The field $F$ is uniquely determined up to an $E$-isomorphism.

Proof:
(i) Let $X=\{u_i\mid i\in I\}$ be a basis of $E$ over $K$ and let $f_i\in K[x]$ be the minimal polynomial of $u_i$. If $F$ is a splitting field of $S=\{f_i\mid i\in I\}$ over $E$, then $F=E(Y)$, where $Y\supseteq X$ is the set of roots of the $f_i$. Then $F=K(X)(Y)=K(Y)$ so $F$ is also a splitting field of $S$ over $K$, hence $F$ is normal over $K$ as it is the splitting field of a family of polynomials in $K[x]$.

(iii) If $E$ is separable over $K$, then each $f_i$ is separable. Therefore $F$ is Galois over $K$ as it is a splitting field over $K$ of a set of separable polynomials in $K[x]$.

(iv) If $[E:K]$ is finite, then so is $X$ and hence $S$. Say $S=\{f_1,\dots,f_n\}$. Then $F=E(Y)$, where $Y$ is the set of roots of the $f_i$. Then $F$ is finitely generated and algebraic, thus a finite extension.

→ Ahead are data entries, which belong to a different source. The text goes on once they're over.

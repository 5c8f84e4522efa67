//! HTTP cache control module
//!
//! `ETag` generation and `If-None-Match` handling for conditional requests.

use std::collections::hash_map::DefaultHasher;
use std::hash::{Hash, Hasher};

/// Generate a quoted `ETag` from file content, e.g. `"a1b2c3"`.
///
/// A fast non-cryptographic hash is enough here; the tag only needs to
/// change when the content changes.
pub fn generate_etag(content: &[u8]) -> String {
    let mut hasher = DefaultHasher::new();
    content.hash(&mut hasher);
    let v = hasher.finish();
    format!("\"{v:x}\"")
}

/// Check whether the client's `If-None-Match` header matches the `ETag`.
///
/// Handles single tags, comma-separated lists, and the `*` wildcard.
/// Returns true when a 304 should be sent.
pub fn check_etag_match(if_none_match: Option<&str>, etag: &str) -> bool {
    if_none_match.is_some_and(|client_etag| {
        client_etag
            .split(',')
            .any(|e| e.trim() == etag || e.trim() == "*")
    })
}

So $[F:K]$ is finite.

(ii) A subfield $F_0$ of $F$ that contains $E$ necessarily contains the root $u_i$ of $f_i\in S$ for every $i$. If $F_0$ is normal over $K$ (so that each $f_i$ splits in $F_0$ by definition), then $F\subset F_0$ (since $F$ is the splitting field) and hence $F=F_0$.

Finally let $F_1$ be another extension field of $E$ with properties (i) and (ii). Since $F_1$ is normal over $K$ and contains each $u_i$, $F_1$ must contain a splitting field $F_2$ of $S$ over $K$ with $E\subset F_2$. $F_2$ is normal over $K$ (splitting field over $K$ of family of polynomials in $K[x]$), hence $F_2=F_1$ by (ii).

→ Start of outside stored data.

use hyper::server::conn::http1;
use hyper::service::service_fn;
use hyper_util::rt::TokioIo;
use socket2::{Domain, Protocol, Socket, Type};
use spaserve::{config, handler, logger};
use std::net::SocketAddr;
use std::sync::Arc;
use tokio::net::TcpListener;

fn main() -> Result<(), Box<dyn std::error::Error>> {
    let cfg = config::Config::load()?;

    // Build the Tokio runtime, honoring the configured worker count.
    let mut runtime_builder = tokio::runtime::Builder::new_multi_thread();
    runtime_builder.enable_all();
    if let Some(workers) = cfg.server.workers {
        runtime_builder.worker_threads(workers);
    }
    let runtime = runtime_builder.build()?;

    runtime.block_on(async_main(cfg))
}

async fn async_main(cfg: config::Config) -> Result<(), Box<dyn std::error::Error>> {
    let addr = cfg.get_socket_addr()?;
    let listener = create_reusable_listener(addr)?;

    logger::log_server_start(&addr, &cfg);

    run_server(listener, Arc::new(cfg)).await
}

/// Accept loop. Each connection is served in its own task; Ctrl-C stops
/// accepting while in-flight connections finish in the background.
async fn run_server(
    listener: TcpListener,
    config: Arc<config::Config>,
) -> Result<(), Box<dyn std::error::Error>> {
    loop {
        tokio::select! {
            accept_result = listener.accept() => {
                match accept_result {
                    Ok((stream, peer_addr)) => {
                        handle_connection(stream, peer_addr, Arc::clone(&config));
                    }
                    Err(e) => {
                        logger::log_error(&format!("Failed to accept connection: {e}"));
                    }
                }
            }

            _ = tokio::signal::ctrl_c() => {
                logger::log_shutdown();
                return Ok(());
            }
        }
    }
}

/// Serve a single connection over HTTP/1.1 with keep-alive in a spawned task.
fn handle_connection(
    stream: tokio::net::TcpStream,
    peer_addr: SocketAddr,
    config: Arc<config::Config>,
) {
    tokio::spawn(async move {
        let io = TokioIo::new(stream);

        let service = service_fn(move |req| {
            let config = Arc::clone(&config);
            async move { handler::handle_request(req, config, peer_addr).await }
        });

        let conn = http1::Builder::new()
            .keep_alive(true)
            .serve_connection(io, service);

        if let Err(err) = conn.await {
            logger::log_connection_error(&err);
        }
    });
}

/// Create a `TcpListener` with `SO_REUSEPORT` and `SO_REUSEADDR` enabled,
/// so restarts can rebind immediately even with sockets in `TIME_WAIT`.
fn create_reusable_listener(addr: SocketAddr) -> std::io::Result<TcpListener> {
    let domain = if addr.is_ipv4() {
        Domain::IPV4
    } else {
        Domain::IPV6
    };

    let socket = Socket::new(domain, Type::STREAM, Some(Protocol::TCP))?;
    socket.set_reuse_port(true)?;
    socket.set_reuse_address(true)?;
    socket.set_nonblocking(true)?;
    socket.bind(&addr.into())?;
    socket.listen(128)?;

    let std_listener: std::net::TcpListener = socket.into();
    TcpListener::from_std(std_listener)
}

Therefore both $F$ and $F_1$ are splitting fields of $S$ over $K$ and hence of $S$ over $E$: If $F=K(Y)$ (where $Y$ is set of roots of $f_i$) then $F\subseteq E(Y)$ since $E(Y)$ contains $K$ and $Y$. Since $Y\supseteq X$, so $K(Y)$ contains $E=K(X)$ and $Y$, hence $F=E(Y)$. Hence the identity map on $E$ extends to an $E$-isomorphism $F\cong F_1$.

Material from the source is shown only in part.